Marla's husband grew impatient. He yelled in my face, demanding a prescription for Dilaudid to relieve his wife's pain. She flinched as he raised his voice. Was he using her to obtain narcotics? Did he force her to come to the ED?


I escorted her to the restroom with a specimen cup. Before she shut the door, I whispered the SAFE screen. Did she feel Safe in her relationship? Had her husband ever threatened or Abused her? Would her Friends or Family know if she were hurt by him? Did she have an Emergency plan? Her responses centered around the supportive nature of her relationship. She told me she would have never survived without his support. Her eyes were dull, but she begged me to believe her witness.

Still, I wasn't convinced. Were my suspicions valid? Perhaps my reaction was transference from my prior violent relationship, and I identified with Marla. Perhaps I was searching for the real reason for her vague symptoms and intense pain. Should I refer her to the police? A social worker? What would I say to them? I had no evidence to support my suspicions. I also had no evidence to support a prescription for narcotics.

I watched as they left the hospital, arm in arm, commiserating about the unfeeling doc who wouldn't give her Dilaudid. 
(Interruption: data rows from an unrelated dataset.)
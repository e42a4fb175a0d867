//! Per-user change notification.
//!
//! Each user has a revision counter behind a [`tokio::sync::watch`] channel.
//! Writers bump the counters of every user whose view changed, after the
//! transaction commits; stream readers wake up and reload.

use std::{
  collections::HashMap,
  sync::{Arc, Mutex, PoisonError},
};

use tokio::sync::watch;
use uuid::Uuid;

#[derive(Clone, Default)]
pub struct ChangeHub {
  channels: Arc<Mutex<HashMap<Uuid, watch::Sender<u64>>>>,
}

impl ChangeHub {
  pub fn subscribe(&self, user_id: Uuid) -> watch::Receiver<u64> {
    let mut channels = self.channels.lock().unwrap_or_else(PoisonError::into_inner);
    channels
      .entry(user_id)
      .or_insert_with(|| watch::channel(0).0)
      .subscribe()
  }

  pub fn notify(&self, users: impl IntoIterator<Item = Uuid>) {
    let mut channels = self.channels.lock().unwrap_or_else(PoisonError::into_inner);
    channels.retain(|_, tx| tx.receiver_count() > 0);
    for user_id in users {
      if let Some(tx) = channels.get(&user_id) {
        tx.send_modify(|rev| *rev += 1);
      }
    }
  }

  #[cfg(test)]
  fn len(&self) -> usize {
    self.channels.lock().unwrap_or_else(PoisonError::into_inner).len()
  }
}

#[cfg(test)]
mod tests {
  use super::*;

  #[test]
  fn channels_without_readers_are_dropped() {
    let hub = ChangeHub::default();
    let ada = Uuid::new_v4();
    let bob = Uuid::new_v4();

    let ada_rx = hub.subscribe(ada);
    drop(hub.subscribe(bob));
    assert_eq!(hub.len(), 2);

    hub.notify([ada, bob]);
    assert_eq!(hub.len(), 1);
    assert_eq!(*ada_rx.borrow(), 1);

    drop(ada_rx);
    hub.notify(std::iter::empty());
    assert_eq!(hub.len(), 0);
  }
}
Thursday, December 29, 2011

TIH: Tant (Tent)

This was it. We had eagerly awaited the day when we would enter the "DPs" (displaced person camps) that had been shown behind news anchors reporting on the slow recovery following the earthquake that shook Haiti on January 12, 2010. We had heard of the conditions -- the sweltering tents, the shortage of clean water, the lack of toilets, the abundance of crime secondary to resource shortages. From my vantage point, I believe the team wanted to be part of the earthquake relief efforts. We wanted to feel that we had impacted those most destitute among the residents of Haiti. 


To accommodate the needs of those we were visiting, our team was split in 2. The first group set up clinic in a trio of abandoned, gutted buses left baking under the Caribbean sun. David, our security director and guide, pointed out a few positive signs -- heavy tents were slowly being replaced by 10' x 15' plywood box houses. These were not spacious, not cool, but at least the wood houses provided shelter from the wind and rain. 
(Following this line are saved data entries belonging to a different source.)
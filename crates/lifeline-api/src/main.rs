//! lifeline-server binary.
//!
//! Reads `config.toml` (or the path specified with `--config`) and
//! `LIFELINE_*` environment variables, opens the SQLite store, and serves the
//! JSON API over HTTP.
//!
//! # Provisioning an account
//!
//! ```
//! cargo run -p lifeline-api --bin lifeline-server -- --create-user "Ada"
//! ```

use std::{
  path::{Path, PathBuf},
  sync::Arc,
};

use anyhow::Context as _;
use clap::Parser;
use lifeline_api::ServerConfig;
use lifeline_core::{interval::CheckInInterval, user::NewUser};
use lifeline_store_sqlite::SqliteStore;
use tokio::net::TcpListener;
use tower_http::trace::TraceLayer;
use tracing::level_filters::LevelFilter;
use tracing_subscriber::EnvFilter;

#[derive(Parser)]
#[command(author, version, about = "Lifeline API server")]
struct Cli {
  /// Path to the TOML configuration file.
  #[arg(short, long, default_value = "config.toml")]
  config: PathBuf,

  /// Create an account with this name, print its id and QR code, and exit.
  #[arg(long, value_name = "NAME")]
  create_user: Option<String>,
}

#[tokio::main]
async fn main() -> anyhow::Result<()> {
  tracing_subscriber::fmt()
    .with_env_filter(
      EnvFilter::builder()
        .with_default_directive(LevelFilter::INFO.into())
        .from_env_lossy(),
    )
    .init();

  let cli = Cli::parse();

  let settings = config::Config::builder()
    .add_source(config::File::from(cli.config).required(false))
    .add_source(config::Environment::with_prefix("LIFELINE"))
    .build()
    .context("failed to read config file")?;

  let server_cfg: ServerConfig = settings
    .try_deserialize()
    .context("failed to deserialise ServerConfig")?;

  let store_path = expand_tilde(&server_cfg.store_path);
  let store = SqliteStore::open(&store_path)
    .await
    .with_context(|| format!("failed to open store at {store_path:?}"))?;

  if let Some(name) = cli.create_user {
    let interval = CheckInInterval::new(server_cfg.default_interval_secs)
      .context("invalid default_interval_secs")?;
    let user = store
      .create_user(NewUser { check_in_interval: interval, ..NewUser::new(name) })
      .await
      .context("failed to create user")?;
    println!("user_id    {}", user.user_id);
    println!("qr_code_id {}", user.qr_code_id);
    return Ok(());
  }

  let app = lifeline_api::api_router(Arc::new(store)).layer(TraceLayer::new_for_http());
  let address = format!("{}:{}", server_cfg.host, server_cfg.port);

  tracing::info!("Listening on http://{address}");
  let listener = TcpListener::bind(&address)
    .await
    .with_context(|| format!("failed to bind {address}"))?;

  axum::serve(listener, app).await.context("server error")?;

  Ok(())
}

/// Expand a leading `~` to the user's home directory.
fn expand_tilde(path: &Path) -> PathBuf {
  let s = path.to_string_lossy();
  if let Some(rest) = s.strip_prefix("~/")
    && let Ok(home) = std::env::var("HOME")
  {
    return PathBuf::from(home).join(rest);
  }
  path.to_path_buf()
}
The second group traveled a few blocks down to another camp, where we established a camp in a community building. The building's hot tin roof was unkind to those inside, but we made due. We hastily set up in order to begin seeing patients. 
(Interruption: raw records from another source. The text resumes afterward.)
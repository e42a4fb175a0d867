//! Plain-text rendering of session state.

use chrono::{DateTime, Duration, Local, Utc};
use lifeline_core::{
  checkin::{CheckInStatus, ReminderLead, ScheduledReminder},
  contact::Contact,
  event::Event,
};
use lifeline_sync::{LocalAuth, Session};

use crate::client::HttpRemote;

type CliSession = Session<HttpRemote, LocalAuth>;

pub fn status(session: &CliSession) {
  let state = session.state();
  let Some(user) = state.user.as_ref() else {
    println!("not loaded");
    return;
  };
  let now = session.now();
  let window = user.window();

  println!("{}", user.name);
  match user.status(now) {
    CheckInStatus::Active => println!(
      "  active, {} left ({:.0}% of {})",
      human(window.time_remaining(now)),
      window.progress(now) * 100.0,
      user.check_in_interval,
    ),
    CheckInStatus::Expired => println!(
      "  EXPIRED {} ago, check in now",
      human(-window.time_remaining(now)),
    ),
  }
  println!("  last check-in  {}", local(user.last_checked_in));
  println!("  expires        {}", local(window.expires_at()));
  if user.manual_alert_active {
    println!("  manual alert   ON");
  }
  for reminder in session.reminder_schedule() {
    match reminder {
      ScheduledReminder::DueSoon { lead, fire_at } => {
        println!("  reminder       {} ({} before)", local(fire_at), lead_label(lead));
      }
      ScheduledReminder::Expired { .. } => {}
    }
  }
  println!("  pending pings  {}", state.pending_pings_count());
  println!("  lapsed dependents {}", state.non_responsive_dependents_count(now));
}

pub fn contacts(session: &CliSession) {
  let state = session.state();
  if state.contacts.is_empty() {
    println!("no contacts");
    return;
  }
  let now = session.now();
  for c in &state.contacts {
    println!("{}", contact_line(c, now));
  }
}

fn contact_line(c: &Contact, now: DateTime<Utc>) -> String {
  let roles = match (c.is_responder(), c.is_dependent()) {
    (true, true) => "responder+dependent",
    (true, false) => "responder",
    _ => "dependent",
  };
  let mut flags = Vec::new();
  if c.has_incoming_ping {
    flags.push("pinged you");
  }
  if c.has_outgoing_ping {
    flags.push("ping sent");
  }
  if c.is_dependent() && c.manual_alert_active {
    flags.push("ALERT");
  }
  if c.is_non_responsive(now) {
    flags.push("not checked in");
  }
  format!("{}  {:<24} {:<20} {}", c.peer_id, c.name, roles, flags.join(", "))
}

pub fn event(session: &CliSession, event: &Event) -> String {
  let name = |peer_id| {
    session
      .state()
      .contact(peer_id)
      .map(|c| c.name.clone())
      .unwrap_or_else(|| peer_id.to_string())
  };
  match event {
    Event::CheckInDueSoon { lead, expires_at } => {
      format!("check-in due within {} (at {})", lead_label(*lead), local(*expires_at))
    }
    Event::CheckInExpired { expired_at } => format!("check-in expired at {}", local(*expired_at)),
    Event::DependentNonResponsive { peer_id, expired_at } => {
      format!("{} has not checked in since {}", name(*peer_id), local(*expired_at))
    }
    Event::PingReceived { peer_id, .. } => format!("{} pinged you", name(*peer_id)),
    Event::ManualAlertActivated { peer_id, .. } => {
      format!("{} raised a manual alert", name(*peer_id))
    }
    Event::ManualAlertDeactivated { peer_id } => {
      format!("{} cleared their manual alert", name(*peer_id))
    }
  }
}

fn lead_label(lead: ReminderLead) -> &'static str {
  match lead {
    ReminderLead::ThirtyMinutes => "30 minutes",
    ReminderLead::TwoHours => "2 hours",
  }
}

fn local(at: DateTime<Utc>) -> String {
  at.with_timezone(&Local).format("%Y-%m-%d %H:%M").to_string()
}

/// Coarse human duration: the two largest units.
fn human(d: Duration) -> String {
  let secs = d.num_seconds().max(0);
  let (days, hours, minutes) = (secs / 86_400, secs % 86_400 / 3_600, secs % 3_600 / 60);
  match (days, hours, minutes) {
    (0, 0, 0) => format!("{secs}s"),
    (0, 0, m) => format!("{m}m"),
    (0, h, m) => format!("{h}h {m}m"),
    (d, h, _) => format!("{d}d {h}h"),
  }
}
Right away, the difference was noticeable. The people who visited our clinics were weaker, more somnolent, in greater need of care. Security guards were employed to identify patients in need of immediate care, and were triaged to the front of the line. Many needed assistance walking, as they were too woozy or weak to maintain balance. The lack of hydration, underneath the baking sun, inside a heavy canvas tent was a perfect formula for heatstroke. We supplied patients with cups of clean water, but they needed more aggressive methods. In the US, patients with suspected heatstroke may be provided with ice packs, fans, cotton gowns, or even cooling baths. But, this was Haiti. Our suffering patients needed hydration, so we set up a makeshift ward, using wooden pallets as beds and hanging IV saline bags from nails in the wall. 

The patients rested while their family members or friends wiped their brows. One after another, weak patients stumbled towards our makeshift hospital room. Would we have enough IV fluids for all of them? How many needed care in a true hospital? 

The heat was taking a toll on me as well. I began feeling queasy and light-headed. Our team leader Amy voraciously protected us from becoming patients ourselves by insisting upon breaks, water intake, and lunch. My body appreciated the cool water, but after eating, emesis et al were certain. (David teasingly nicknamed my symptoms "Papadoc's revenge"). I asked for the toilet. In the DP camp, the toilet stalls were locked by key, to avoid vandalism, and to ensure that they were clean for the American medical mission team. While gripping my stomach, I retrieved the key. I unlocked the stall door, and walked in.